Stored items
------------------------------------------------
/// Generate the config of one fragment.
///
/// `is_minion` moves JWT validation from the server to each location, since a
/// leaf's locations end up in its root's server.
pub fn generate_ingress_config(
    resolved: &ResolvedFragment,
    files: &SecretFiles,
    is_minion: bool,
    ctx: &AssemblyContext<'_>,
) -> IngressConfig {
    let fragment = &resolved.fragment;
    let params = parse_annotations(&fragment.annotations, &fragment.key, ctx.params, ctx.nginx_plus);
    let mut options = ServiceOptions::from_annotations(&fragment.annotations, &fragment.key);

    if !options.grpc.is_empty() && !params.http2 {
        error!(
            "Ingress {}: annotation nginx.org/grpc-services requires HTTP2, ignoring",
            fragment.key
        );
        options.grpc.clear();
    }

    let jwt_enabled = match &resolved.jwt_key {
        Some(_) if !ctx.nginx_plus => {
            warn!("Ingress {}: JWT validation requires NGINX Plus, ignoring", fragment.key);
            false
        }
        Some(_) => true,
        None => false,
    };
    let jwt_auth = |redirect: String| JwtAuth {
        key: files.jwt_key_file.clone(),
        realm: params.jwt_realm.clone(),
        token: params.jwt_token.clone(),
        redirect_location_name: redirect,
    };
    let redirect_name = || {
        if params.jwt_login_url.is_empty() {
            String::new()
        } else {
            jwt_redirect_location_name(&fragment.key.namespace, &fragment.key.name)
        }
    };

    let mut upstreams: BTreeMap<String, Upstream> = BTreeMap::new();
    let default_upstream = fragment.default_backend.as_ref().map(|backend| {
        let name = upstream_name(resolved, "", backend);
        let upstream = create_upstream(resolved, &name, backend, &options, &params, ctx);
        upstreams.insert(name.clone(), upstream);
        (name, backend)
    });

    let mut servers = Vec::new();

    for rule in &fragment.rules {
        let Some(paths) = &rule.paths else {
            continue;
        };

        let mut server = Server {
            name: rule.host.clone(),
            server_tokens: params.server_tokens.clone(),
            server_snippets: params.server_snippets.clone(),
            status_zone: rule.host.clone(),
            http2: params.http2,
            redirect_to_https: params.redirect_to_https,
            ssl_redirect: params.ssl_redirect,
            proxy_protocol: params.proxy_protocol,
            hsts: params.hsts,
            hsts_max_age: params.hsts_max_age,
            hsts_include_subdomains: params.hsts_include_subdomains,
            hsts_behind_proxy: params.hsts_behind_proxy,
            proxy_hide_headers: params.proxy_hide_headers.clone(),
            proxy_pass_headers: params.proxy_pass_headers.clone(),
            real_ip_header: params.real_ip_header.clone(),
            set_real_ip_from: params.set_real_ip_from.clone(),
            real_ip_recursive: params.real_ip_recursive,
            ports: params.ports.clone(),
            ssl_ports: params.ssl_ports.clone(),
            ..Default::default()
        };

        if let Some(pem) = files.pems.get(&rule.host) {
            server.ssl = Some(SslBinding::from_pem(pem, ctx.missing_secret_pem));
        }

        if !is_minion && jwt_enabled {
            let auth = jwt_auth(redirect_name());
            if !auth.redirect_location_name.is_empty() {
                server.jwt_redirect_locations.push(JwtRedirectLocation {
                    name: auth.redirect_location_name.clone(),
                    login_url: params.jwt_login_url.clone(),
                });
            }
            server.jwt_auth = Some(auth);
        }

        let mut grpc_only =
            !options.grpc.is_empty() && paths.iter().all(|p| options.grpc.contains(&p.backend.service));
        let mut root_location = false;

        for path in paths {
            let name = upstream_name(resolved, &rule.host, &path.backend);

            if params.health_check_enabled {
                if let Some(probe) = resolved.health_probes.get(&path.backend) {
                    server
                        .health_checks
                        .insert(name.clone(), create_health_check(probe, &name, &params));
                }
            }

            if !upstreams.contains_key(&name) {
                let upstream = create_upstream(resolved, &name, &path.backend, &options, &params, ctx);
                upstreams.insert(name.clone(), upstream);
            }

            let mut location = create_location(
                path_or_default(&path.path),
                &name,
                &path.backend,
                &options,
                &params,
            );
            if is_minion && jwt_enabled {
                let auth = jwt_auth(redirect_name());
                if !auth.redirect_location_name.is_empty() {
                    server.jwt_redirect_locations.push(JwtRedirectLocation {
                        name: auth.redirect_location_name.clone(),
                        login_url: params.jwt_login_url.clone(),
                    });
                }
                location.jwt_auth = Some(auth);
            }

            if location.path == "/" {
                root_location = true;
            }
            server.locations.push(location);
        }

        if let (false, Some((name, backend))) = (root_location, &default_upstream) {
            server
                .locations
                .push(create_location("/", name, backend, &options, &params));

            if params.health_check_enabled {
                if let Some(probe) = resolved.health_probes.get(*backend) {
                    server
                        .health_checks
                        .insert(name.clone(), create_health_check(probe, name, &params));
                }
            }

            if !options.grpc.contains(&backend.service) {
                grpc_only = false;
            }
        }

        server.grpc_only = grpc_only;
        servers.push(server);
    }

    IngressConfig {
        upstreams: upstreams.into_values().collect(),
        servers,
        keepalive: if params.keepalive > 0 {
            params.keepalive.to_string()
        } else {
            String::new()
        },
        ingress: fragment.meta(),
    }
}
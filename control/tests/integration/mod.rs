//! Reconciler integration test framework
//!
//! Drives the controller end to end against in-memory resource caches, a
//! fake proxy manager and a recording reporter. Every scenario gets a fresh
//! context so state never leaks between them.
//!
//! ## Architecture
//!
//! - **framework/**: context, fixtures and assertion helpers
//! - **scenarios/**: one flow per file (simple site, mergeable site,
//!   endpoints, removal, secrets, VirtualServer)
//!
//! ## Running Tests
//!
//! ```bash
//! cargo test --test integration_test
//! ```

// Allow clippy warnings for test code
#![allow(
    dead_code,
    clippy::expect_used,
    clippy::panic,
    clippy::unwrap_used
)]

pub mod framework;
pub mod scenarios;

pub use framework::{TestContext, TestResult};

use control::config::ControllerConfig;

/// Test scenario trait
///
/// Each test scenario implements this trait to integrate with the runner.
#[async_trait::async_trait(?Send)]
pub trait TestScenario {
    /// Scenario name (for logging)
    fn name(&self) -> &str;

    /// Controller settings the scenario runs with
    fn config(&self) -> ControllerConfig {
        ControllerConfig::default()
    }

    /// Run the test scenario
    async fn run(&self, ctx: &mut TestContext) -> TestResult;
}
------------------------------------------------
- [Required action]
Whenever the word "host" shows up in a line of the entries, copy that line.

- [Task response]
            name: rule.host.clone(),
            status_zone: rule.host.clone(),
        if let Some(pem) = files.pems.get(&rule.host) {
            let name = upstream_name(resolved, &rule.host, &path.backend);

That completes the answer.